Biological consequences of potential repair intermediates of clustered base damage site in Escherichia coli

Abstract

Clustered DNA damage induced by a single radiation track is a unique feature of ionizing radiation. Using a plasmid-based assay in Escherichia coli, we previously found significantly higher mutation frequencies for bistranded clusters containing 7,8-dihydro-8-oxoguanine (8-oxoG) and 5,6-dihydrothymine (DHT) than for either a single 8-oxoG or a single DHT in wild type and in glycosylase-deficient strains of E. coli. This indicates that the removal of an 8-oxoG from a clustered damage site is most likely retarded compared to the removal of a single 8-oxoG. To gain further insights into the processing of bistranded base lesions, several potential repair intermediates following 8-oxoG removal were assessed. Clusters, such as DHT + apurinic/apyrimidinic (AP) and DHT + GAP have relatively low mutation frequencies, whereas clusters, such as AP + AP or GAP + AP, significantly reduce the number of transformed colonies, most probably through formation of a lethal double strand break (DSB).

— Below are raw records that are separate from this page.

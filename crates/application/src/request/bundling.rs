use ferrous_lookup_domain::{Extensions, RecordType, RETURN_BOTH_V4_AND_V6};

/// Second record type a lookup must carry, if any.
///
/// Only `return_both_v4_and_v6` on an A or AAAA lookup bundles: the request
/// then owns one sub-query per address family, requested type first.
pub fn bundled_complement(extensions: &Extensions, record_type: RecordType) -> Option<RecordType> {
    if !extensions.get_flag(RETURN_BOTH_V4_AND_V6) {
        return None;
    }
    record_type.address_complement()
}
//! Ferrous Lookup Application Layer
//!
//! Request/sub-query lifecycle, the bundling decision and the driver that
//! funnels completion, cancellation and timeouts into one teardown path.
pub mod context;
pub mod driver;
pub mod ports;
pub mod request;

pub use context::LookupContext;
pub use driver::LookupDriver;
pub use request::{
    Completion, CompletionCallback, CompletionKind, Reply, Request, RequestId, SubQuery,
    UserContext,
};
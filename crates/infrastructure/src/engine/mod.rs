pub mod local_records;

pub use local_records::{EngineEvent, LocalRecordsEngine};
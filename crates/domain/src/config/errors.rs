#[derive(Debug, thiserror::Error)]
pub enum ConfigError {
    #[error("Failed to read config file {0}: {1}")]
    FileRead(String, String),

    #[error("Failed to parse config: {0}")]
    Parse(String),

    #[error("Configuration validation error: {0}")]
    Validation(String),
}
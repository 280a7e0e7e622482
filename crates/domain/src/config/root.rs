use serde::{Deserialize, Serialize};

use super::errors::ConfigError;
use super::local_records::LocalRecord;
use super::logging::LoggingConfig;
use super::lookup::{DispatchMode, LookupConfig, MAX_TIMEOUT_MS};
use super::memory::MemoryConfig;

/// Main configuration structure for Ferrous Lookup
#[derive(Debug, Clone, Deserialize, Serialize, Default)]
pub struct Config {
    #[serde(default)]
    pub lookup: LookupConfig,

    #[serde(default)]
    pub memory: MemoryConfig,

    #[serde(default)]
    pub logging: LoggingConfig,

    #[serde(default)]
    pub local_records: Vec<LocalRecord>,
}

impl Config {
    /// Load configuration from file or use defaults
    ///
    /// Priority order:
    /// 1. Explicitly provided path
    /// 2. ferrous-lookup.toml in current directory
    /// 3. /etc/ferrous-lookup/config.toml
    /// 4. Default configuration
    pub fn load(path: Option<&str>, cli_overrides: CliOverrides) -> Result<Self, ConfigError> {
        let mut config = if let Some(path) = path {
            Self::from_file(path)?
        } else if std::path::Path::new("ferrous-lookup.toml").exists() {
            Self::from_file("ferrous-lookup.toml")?
        } else if std::path::Path::new("/etc/ferrous-lookup/config.toml").exists() {
            Self::from_file("/etc/ferrous-lookup/config.toml")?
        } else {
            Self::default()
        };

        config.apply_cli_overrides(cli_overrides);
        Ok(config)
    }

    fn from_file(path: &str) -> Result<Self, ConfigError> {
        let contents = std::fs::read_to_string(path)
            .map_err(|e| ConfigError::FileRead(path.to_string(), e.to_string()))?;
        Self::from_toml(&contents)
    }

    pub fn from_toml(contents: &str) -> Result<Self, ConfigError> {
        toml::from_str(contents).map_err(|e| ConfigError::Parse(e.to_string()))
    }

    fn apply_cli_overrides(&mut self, overrides: CliOverrides) {
        if let Some(timeout) = overrides.timeout_ms {
            self.lookup.timeout_ms = timeout;
        }
        if let Some(mode) = overrides.dispatch_mode {
            self.lookup.dispatch_mode = mode;
        }
        if let Some(both) = overrides.return_both_v4_and_v6 {
            self.lookup.return_both_v4_and_v6 = both;
        }
        if let Some(level) = overrides.log_level {
            self.logging.level = level;
        }
    }

    pub fn validate(&self) -> Result<(), ConfigError> {
        if self.lookup.timeout_ms > MAX_TIMEOUT_MS {
            return Err(ConfigError::Validation(format!(
                "Lookup timeout cannot exceed {} ms",
                MAX_TIMEOUT_MS
            )));
        }

        if self.memory.budget_bytes == Some(0) {
            return Err(ConfigError::Validation(
                "Memory budget cannot be 0 bytes".to_string(),
            ));
        }

        for record in &self.local_records {
            if record.hostname.trim().is_empty() {
                return Err(ConfigError::Validation(
                    "Local record has an empty hostname".to_string(),
                ));
            }
            record.address()?;
        }

        Ok(())
    }
}

/// Command-line overrides for configuration
#[derive(Debug, Default)]
pub struct CliOverrides {
    pub timeout_ms: Option<u64>,
    pub dispatch_mode: Option<DispatchMode>,
    pub return_both_v4_and_v6: Option<bool>,
    pub log_level: Option<String>,
}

Bistranded AP sites placed 3′ to each other with various interlesion distances also blocked replication. These results suggest that bistranded base lesions, i.e., single base lesions on each strand, but not clusters containing only AP sites and strand breaks, are repaired in a coordinated manner so that the formation of DSBs is avoided. We propose that, when either base lesion is initially excised from a bistranded base damage site, the remaining base lesion will only rarely be converted into an AP site or a single strand break in vivo.